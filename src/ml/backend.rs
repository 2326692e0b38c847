// Backend selection. ndarray on the CPU by default; the `wgpu`
// feature moves training to the GPU.

#[cfg(not(feature = "wgpu"))]
pub type InnerBackend = burn::backend::NdArray;

#[cfg(feature = "wgpu")]
pub type InnerBackend = burn::backend::Wgpu;

/// Backend used for training, with gradients
pub type TrainBackend = burn::backend::Autodiff<InnerBackend>;

pub type Device = <InnerBackend as burn::tensor::backend::Backend>::Device;

pub fn default_device() -> Device {
    let device = Device::default();
    tracing::info!("Using device: {:?}", device);
    device
}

What you have to do — Copy every line of the listing containing the string "burn".

Task result —
pub type InnerBackend = burn::backend::NdArray;
pub type InnerBackend = burn::backend::Wgpu;
pub type TrainBackend = burn::backend::Autodiff<InnerBackend>;
pub type Device = <InnerBackend as burn::tensor::backend::Backend>::Device;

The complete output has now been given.